Work request:
Return, from the material below, each line in which the word "quiet" is present.

● ● ● ● ● ● ●

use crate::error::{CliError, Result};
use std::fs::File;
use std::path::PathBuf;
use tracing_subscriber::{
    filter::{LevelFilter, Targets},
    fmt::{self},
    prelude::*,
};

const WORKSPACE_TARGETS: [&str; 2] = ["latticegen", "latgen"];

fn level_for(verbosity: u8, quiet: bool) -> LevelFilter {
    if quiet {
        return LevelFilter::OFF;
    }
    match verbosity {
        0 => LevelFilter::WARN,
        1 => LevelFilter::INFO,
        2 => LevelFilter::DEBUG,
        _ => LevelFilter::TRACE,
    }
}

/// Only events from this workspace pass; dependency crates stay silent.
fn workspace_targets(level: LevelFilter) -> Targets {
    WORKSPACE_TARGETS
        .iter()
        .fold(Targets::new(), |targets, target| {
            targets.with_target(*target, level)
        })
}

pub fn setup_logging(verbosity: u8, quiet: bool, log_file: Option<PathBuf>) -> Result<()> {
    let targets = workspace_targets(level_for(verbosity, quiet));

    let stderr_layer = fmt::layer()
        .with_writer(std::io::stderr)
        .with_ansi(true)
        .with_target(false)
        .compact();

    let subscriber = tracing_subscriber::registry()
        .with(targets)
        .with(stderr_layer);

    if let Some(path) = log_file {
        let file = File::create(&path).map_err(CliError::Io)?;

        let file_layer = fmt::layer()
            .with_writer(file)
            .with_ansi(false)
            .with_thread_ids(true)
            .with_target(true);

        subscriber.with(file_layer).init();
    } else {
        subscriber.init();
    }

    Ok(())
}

● ● ● ● ● ● ●

Solution to this problem:
fn level_for(verbosity: u8, quiet: bool) -> LevelFilter {
    if quiet {
pub fn setup_logging(verbosity: u8, quiet: bool, log_file: Option<PathBuf>) -> Result<()> {
    let targets = workspace_targets(level_for(verbosity, quiet));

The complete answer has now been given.